A KN95 mask and a surgical mask.
Photo Illustration By Max Posner
A KN95 mask and a surgical mask.

While hospital admissions remain low, there is concern COVID-19 is on the rise.

The Centers for Disease Control and Prevention is reporting all 102 Illinois counties remained at a low level for COVID-19 hospital admissions as of the middle of August, though wastewater surveillance is detecting increasing Covid-19 activity.

The Illinois Department of Public Health is continuing to watch COVID-19 data and also monitoring other respiratory viruses, particularly flu and RSV, ahead of the fall and winter seasons.

“Although hospitalization rates and deaths from COVID-19 remain low, it is important for our residents to know that we are seeing rising COVID-19 activity across Illinois,” said IDPH Director Dr. Sameer Vohra. “We are fortunate the vast majority of Illinoisians have received immunity from a COVID-19 vaccine or previous infection that protects them against severe disease. However, COVID-19 continues to pose a risk for our seniors, individuals with chronic medical conditions, and those who are immunocompromised.

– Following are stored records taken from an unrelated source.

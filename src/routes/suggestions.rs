use axum::Json;
use axum::body::Bytes;
use axum::extract::State;
use axum::http::HeaderMap;

use crate::auth::extractor::AuthUser;
use crate::error::AppError;
use crate::response::{self, Envelope};
use crate::state::SharedState;
use crate::suggestion::VehicleSuggestion;
use crate::upload::{FormPayload, ImageKind};

const IMAGE_FIELD: &str = "image";

/// Suggest listing fields from one photo. Input problems are a 400; anything
/// that goes wrong after the upload is accepted still answers with a
/// (possibly unknown) suggestion.
pub async fn vehicle(
    auth: AuthUser,
    State(state): State<SharedState>,
    headers: HeaderMap,
    body: Bytes,
) -> Result<Json<Envelope<VehicleSuggestion>>, AppError> {
    auth.require_agent_or_admin()?;

    let form = FormPayload::from_request(&headers, body, state.config.max_image_size).await?;
    if form.file_count() == 0 {
        return Err(AppError::BadRequest("An image file is required".to_string()));
    }
    let part = match form.files(IMAGE_FIELD).as_slice() {
        [part] if form.file_count() == 1 => (*part).clone(),
        [] => {
            return Err(AppError::BadRequest(format!(
                "Upload the image in the '{IMAGE_FIELD}' field"
            )));
        }
        _ => return Err(AppError::BadRequest("Upload exactly one image".to_string())),
    };
    let kind = ImageKind::sniff(&part.data).ok_or_else(|| {
        AppError::BadRequest(format!("{} is not a supported image", part.filename))
    })?;

    let suggestion = match state.images.write_temp(&part, kind).await {
        Ok(path) => state.suggester.suggest_file(&path, kind).await,
        Err(e) => {
            tracing::warn!("Suggestion fell back to unknown: {e}");
            VehicleSuggestion::unknown()
        }
    };

    Ok(response::ok(suggestion))
}
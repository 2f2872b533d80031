/// Instruction sent with every photo. The reply must be a single JSON object.
pub const VEHICLE_PROMPT: &str = r#"You are an expert vehicle appraiser helping a dealer fill in a listing form.
Look at the photo and identify the vehicle.

Respond with ONLY a JSON object, no prose and no Markdown, using exactly these keys:
{
  "brand": string,            // manufacturer, e.g. "Toyota"
  "model": string,            // model name, e.g. "Corolla"
  "year": number,             // most likely model year
  "color": string,            // dominant body color
  "estimated_price": number,  // estimated market price in USD
  "condition": "new" | "used",
  "mileage": number,          // estimated kilometers, 0 if new
  "vehicle_type": "car" | "motorcycle",
  "category": string,         // body style (sedan, suv, hatchback, ...) or motorcycle style (sport, cruiser, scooter, ...)
  "power": number,            // engine power in horsepower
  "displacement": number,     // engine displacement in cc
  "confidence": number        // 0.0 to 1.0, how sure you are of brand and model
}

Use null for any value you cannot determine. If the photo does not show a car or
motorcycle, set every field to null and confidence to 0."#;
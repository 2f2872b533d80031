//! SQL shared by the `cars` and `motorcycles` tables. Both carry the same core
//! columns, so feed, search and delete queries are written once and take the
//! table name from the per-kind module's `TABLE` constant.

use sqlx::postgres::PgRow;
use sqlx::types::Json;
use sqlx::{FromRow, PgPool, Postgres, QueryBuilder};
use uuid::Uuid;

use crate::models::{ListingCondition, ListingImage, ListingStatus, TransactionType};

/// Writable columns common to every listing table.
#[derive(Debug, Clone)]
pub struct ListingCore {
    pub brand: String,
    pub model: String,
    pub year: i32,
    pub condition: ListingCondition,
    pub transaction_type: TransactionType,
    pub price: f64,
    pub mileage: Option<i32>,
    pub color: Option<String>,
    pub category: Option<String>,
    pub power: Option<i32>,
    pub registration_plate: Option<String>,
    pub description: Option<String>,
    pub features: Vec<String>,
    pub status: ListingStatus,
    pub images: Vec<ListingImage>,
}

#[derive(Debug, Clone, Default)]
pub struct ListingFilter {
    pub status: Option<ListingStatus>,
    pub transaction_type: Option<TransactionType>,
    pub condition: Option<ListingCondition>,
    pub brand: Option<String>,
    pub agency_id: Option<Uuid>,
    pub min_price: Option<f64>,
    pub max_price: Option<f64>,
    pub min_year: Option<i32>,
    pub max_year: Option<i32>,
    /// Restrict to listings whose agency is approved (public feeds).
    pub approved_only: bool,
}

/// Build an ILIKE pattern matching `term` as a literal substring.
pub fn contains_pattern(term: &str) -> String {
    let mut escaped = String::with_capacity(term.len() + 2);
    escaped.push('%');
    for c in term.chars() {
        if matches!(c, '\\' | '%' | '_') {
            escaped.push('\\');
        }
        escaped.push(c);
    }
    escaped.push('%');
    escaped
}

fn push_filters(qb: &mut QueryBuilder<'_, Postgres>, filter: &ListingFilter) {
    if filter.approved_only {
        qb.push(" AND a.status = 'approved'");
    }
    if let Some(status) = filter.status {
        qb.push(" AND l.status = ").push_bind(status);
    }
    if let Some(transaction_type) = filter.transaction_type {
        qb.push(" AND l.transaction_type = ").push_bind(transaction_type);
    }
    if let Some(condition) = filter.condition {
        qb.push(" AND l.condition = ").push_bind(condition);
    }
    if let Some(brand) = filter.brand.as_deref().map(str::trim).filter(|b| !b.is_empty()) {
        qb.push(" AND l.brand ILIKE ").push_bind(contains_pattern(brand));
    }
    if let Some(agency_id) = filter.agency_id {
        qb.push(" AND l.agency_id = ").push_bind(agency_id);
    }
    if let Some(min_price) = filter.min_price {
        qb.push(" AND l.price >= ").push_bind(min_price);
    }
    if let Some(max_price) = filter.max_price {
        qb.push(" AND l.price <= ").push_bind(max_price);
    }
    if let Some(min_year) = filter.min_year {
        qb.push(" AND l.year >= ").push_bind(min_year);
    }
    if let Some(max_year) = filter.max_year {
        qb.push(" AND l.year <= ").push_bind(max_year);
    }
}

fn base_query<'a>(select: &str, table: &'static str) -> QueryBuilder<'a, Postgres> {
    let mut qb = QueryBuilder::new(select);
    qb.push(" FROM ")
        .push(table)
        .push(" l JOIN agencies a ON a.id = l.agency_id WHERE TRUE");
    qb
}

pub async fn list<T>(
    pool: &PgPool,
    table: &'static str,
    filter: &ListingFilter,
    limit: i64,
    offset: i64,
) -> Result<Vec<T>, sqlx::Error>
where
    T: for<'r> FromRow<'r, PgRow> + Send + Unpin,
{
    let mut qb = base_query("SELECT l.*", table);
    push_filters(&mut qb, filter);
    qb.push(" ORDER BY l.created_at DESC LIMIT ")
        .push_bind(limit)
        .push(" OFFSET ")
        .push_bind(offset);
    qb.build_query_as::<T>().fetch_all(pool).await
}

pub async fn count(
    pool: &PgPool,
    table: &'static str,
    filter: &ListingFilter,
) -> Result<i64, sqlx::Error> {
    let mut qb = base_query("SELECT COUNT(*)", table);
    push_filters(&mut qb, filter);
    let row: (i64,) = qb.build_query_as::<(i64,)>().fetch_one(pool).await?;
    Ok(row.0)
}

/// Case-insensitive substring search over brand, model, plate and category,
/// limited to approved agencies.
pub async fn search<T>(
    pool: &PgPool,
    table: &'static str,
    term: &str,
    limit: i64,
) -> Result<Vec<T>, sqlx::Error>
where
    T: for<'r> FromRow<'r, PgRow> + Send + Unpin,
{
    let pattern = contains_pattern(term);
    let mut qb = base_query("SELECT l.*", table);
    qb.push(" AND a.status = 'approved' AND (l.brand ILIKE ")
        .push_bind(pattern.clone())
        .push(" OR l.model ILIKE ")
        .push_bind(pattern.clone())
        .push(" OR l.registration_plate ILIKE ")
        .push_bind(pattern.clone())
        .push(" OR l.category ILIKE ")
        .push_bind(pattern)
        .push(") ORDER BY l.created_at DESC LIMIT ")
        .push_bind(limit);
    qb.build_query_as::<T>().fetch_all(pool).await
}

pub async fn find_by_id<T>(pool: &PgPool, table: &'static str, id: Uuid) -> Result<Option<T>, sqlx::Error>
where
    T: for<'r> FromRow<'r, PgRow> + Send + Unpin,
{
    sqlx::query_as::<_, T>(&format!("SELECT * FROM {table} WHERE id = $1"))
        .bind(id)
        .fetch_optional(pool)
        .await
}

pub async fn delete(pool: &PgPool, table: &'static str, id: Uuid) -> Result<(), sqlx::Error> {
    sqlx::query(&format!("DELETE FROM {table} WHERE id = $1"))
        .bind(id)
        .execute(pool)
        .await?;
    Ok(())
}

/// Every image stored by an agency's listings in `table`.
pub async fn images_for_agency(
    pool: &PgPool,
    table: &'static str,
    agency_id: Uuid,
) -> Result<Vec<ListingImage>, sqlx::Error> {
    let rows: Vec<(Json<Vec<ListingImage>>,)> =
        sqlx::query_as(&format!("SELECT images FROM {table} WHERE agency_id = $1"))
            .bind(agency_id)
            .fetch_all(pool)
            .await?;
    Ok(rows.into_iter().flat_map(|(images,)| images.0).collect())
}

pub async fn count_all(pool: &PgPool, table: &'static str) -> Result<i64, sqlx::Error> {
    let row: (i64,) = sqlx::query_as(&format!("SELECT COUNT(*) FROM {table}"))
        .fetch_one(pool)
        .await?;
    Ok(row.0)
}

#[cfg(test)]
mod tests {
    use super::*;

    #[test]
    fn pattern_wraps_term() {
        assert_eq!(contains_pattern("golf"), "%golf%");
    }

    #[test]
    fn pattern_escapes_like_wildcards() {
        assert_eq!(contains_pattern("50%_off\\"), "%50\\%\\_off\\\\%");
    }
}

"IDPH is closely monitoring COVID-19 hospitalizations and deaths, emerging variants, and a broad range of respiratory illnesses including flu and RSV. As we approach the fall, our residents will have access to a number of tools, including updated shots and treatments, that can help us avoid another ‘tripledemic.’ Please contact your primary care provider to learn about the options available to protect you and your loved ones this upcoming respiratory season,” he said.

Vohra said that the Illinois Wastewater Surveillance System is indicating moderate COVID activity across all sampling regions in Illinois. The system is designed to monitor for levels of COVID-19, flu and RSV viruses in wastewater at 79 locations across Illinois. Flu and RSV activity remain low in the wastewater across all regions.

This comes as as a new variant, BA.2.86 has been found in samples from Denmark and Israel. The CDC said at least two cases have been identified in the U.S. This variant is notable because it has multiple genetic differences from previous versions of SARS-CoV-2, according to the CDC.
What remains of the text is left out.